## What you need to do
Write out only the opening lines of the entries, through the line with "external state mutations".

[Collected data]
────────────────────────────────────────

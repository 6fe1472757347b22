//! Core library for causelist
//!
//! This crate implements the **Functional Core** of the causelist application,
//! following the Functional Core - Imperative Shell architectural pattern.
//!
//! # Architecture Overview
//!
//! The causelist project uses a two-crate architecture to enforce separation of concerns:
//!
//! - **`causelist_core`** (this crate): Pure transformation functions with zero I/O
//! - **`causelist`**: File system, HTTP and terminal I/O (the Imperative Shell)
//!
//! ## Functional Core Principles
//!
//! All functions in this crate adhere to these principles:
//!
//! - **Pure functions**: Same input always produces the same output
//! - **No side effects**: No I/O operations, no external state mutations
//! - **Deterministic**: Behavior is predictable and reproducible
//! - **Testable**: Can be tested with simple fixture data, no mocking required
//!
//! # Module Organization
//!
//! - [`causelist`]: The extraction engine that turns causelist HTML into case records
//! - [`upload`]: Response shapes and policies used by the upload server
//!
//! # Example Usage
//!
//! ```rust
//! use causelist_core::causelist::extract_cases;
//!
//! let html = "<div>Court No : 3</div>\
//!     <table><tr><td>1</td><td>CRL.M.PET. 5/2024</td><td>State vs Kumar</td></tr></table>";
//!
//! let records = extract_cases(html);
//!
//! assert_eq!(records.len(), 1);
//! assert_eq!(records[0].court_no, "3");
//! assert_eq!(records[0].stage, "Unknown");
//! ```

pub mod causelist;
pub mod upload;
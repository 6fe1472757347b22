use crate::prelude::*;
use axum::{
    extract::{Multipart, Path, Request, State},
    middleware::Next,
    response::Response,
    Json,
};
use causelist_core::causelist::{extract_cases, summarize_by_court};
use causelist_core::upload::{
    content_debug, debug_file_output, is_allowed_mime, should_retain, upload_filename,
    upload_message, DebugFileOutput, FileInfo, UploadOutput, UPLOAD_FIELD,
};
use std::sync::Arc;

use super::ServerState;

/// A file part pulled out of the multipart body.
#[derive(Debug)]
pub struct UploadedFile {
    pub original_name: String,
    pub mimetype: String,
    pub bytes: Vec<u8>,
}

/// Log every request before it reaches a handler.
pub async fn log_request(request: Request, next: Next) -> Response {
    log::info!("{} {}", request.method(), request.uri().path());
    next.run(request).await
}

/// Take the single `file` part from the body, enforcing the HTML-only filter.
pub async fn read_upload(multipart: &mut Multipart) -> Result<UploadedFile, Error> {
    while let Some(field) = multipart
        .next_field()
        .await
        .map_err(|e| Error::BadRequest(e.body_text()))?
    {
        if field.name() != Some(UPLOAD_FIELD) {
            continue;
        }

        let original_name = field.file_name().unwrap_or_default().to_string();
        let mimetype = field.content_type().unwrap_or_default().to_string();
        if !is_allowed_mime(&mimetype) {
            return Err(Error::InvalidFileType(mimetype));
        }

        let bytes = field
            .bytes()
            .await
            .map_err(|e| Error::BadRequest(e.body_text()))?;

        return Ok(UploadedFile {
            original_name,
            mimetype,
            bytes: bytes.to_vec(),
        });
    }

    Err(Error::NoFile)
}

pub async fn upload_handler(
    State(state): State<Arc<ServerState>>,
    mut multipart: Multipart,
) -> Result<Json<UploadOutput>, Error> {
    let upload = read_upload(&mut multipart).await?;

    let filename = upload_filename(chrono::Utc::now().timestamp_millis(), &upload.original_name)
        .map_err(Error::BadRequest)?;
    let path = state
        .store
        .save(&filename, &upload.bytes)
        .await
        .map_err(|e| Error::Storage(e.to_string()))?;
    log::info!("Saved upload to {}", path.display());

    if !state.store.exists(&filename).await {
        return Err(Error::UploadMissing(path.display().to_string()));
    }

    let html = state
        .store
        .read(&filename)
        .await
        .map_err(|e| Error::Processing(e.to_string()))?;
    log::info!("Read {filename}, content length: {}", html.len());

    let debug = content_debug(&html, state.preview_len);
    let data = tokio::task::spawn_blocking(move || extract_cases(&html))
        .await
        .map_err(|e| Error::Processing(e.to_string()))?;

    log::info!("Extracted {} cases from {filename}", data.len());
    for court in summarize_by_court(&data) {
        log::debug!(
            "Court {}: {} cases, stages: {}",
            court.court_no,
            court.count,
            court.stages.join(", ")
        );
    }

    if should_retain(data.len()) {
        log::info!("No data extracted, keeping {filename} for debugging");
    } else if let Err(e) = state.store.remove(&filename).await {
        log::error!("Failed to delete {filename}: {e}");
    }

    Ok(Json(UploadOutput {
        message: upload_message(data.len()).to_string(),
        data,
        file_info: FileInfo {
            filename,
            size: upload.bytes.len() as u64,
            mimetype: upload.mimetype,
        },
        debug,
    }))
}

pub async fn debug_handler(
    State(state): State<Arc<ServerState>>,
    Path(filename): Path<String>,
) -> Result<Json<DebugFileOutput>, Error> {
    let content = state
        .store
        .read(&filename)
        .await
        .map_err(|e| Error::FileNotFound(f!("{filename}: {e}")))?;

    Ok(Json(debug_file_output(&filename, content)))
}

────────────────────────────────────────

## Exercise answer
repository 6fe1472757347b22
//! Core library for causelist
//!
//! This crate implements the **Functional Core** of the causelist application,
//! following the Functional Core - Imperative Shell architectural pattern.
//!
//! # Architecture Overview
//!
//! The causelist project uses a two-crate architecture to enforce separation of concerns:
//!
//! - **`causelist_core`** (this crate): Pure transformation functions with zero I/O
//! - **`causelist`**: File system, HTTP and terminal I/O (the Imperative Shell)
//!
//! ## Functional Core Principles
//!
//! All functions in this crate adhere to these principles:
//!
//! - **Pure functions**: Same input always produces the same output
//! - **No side effects**: No I/O operations, no external state mutations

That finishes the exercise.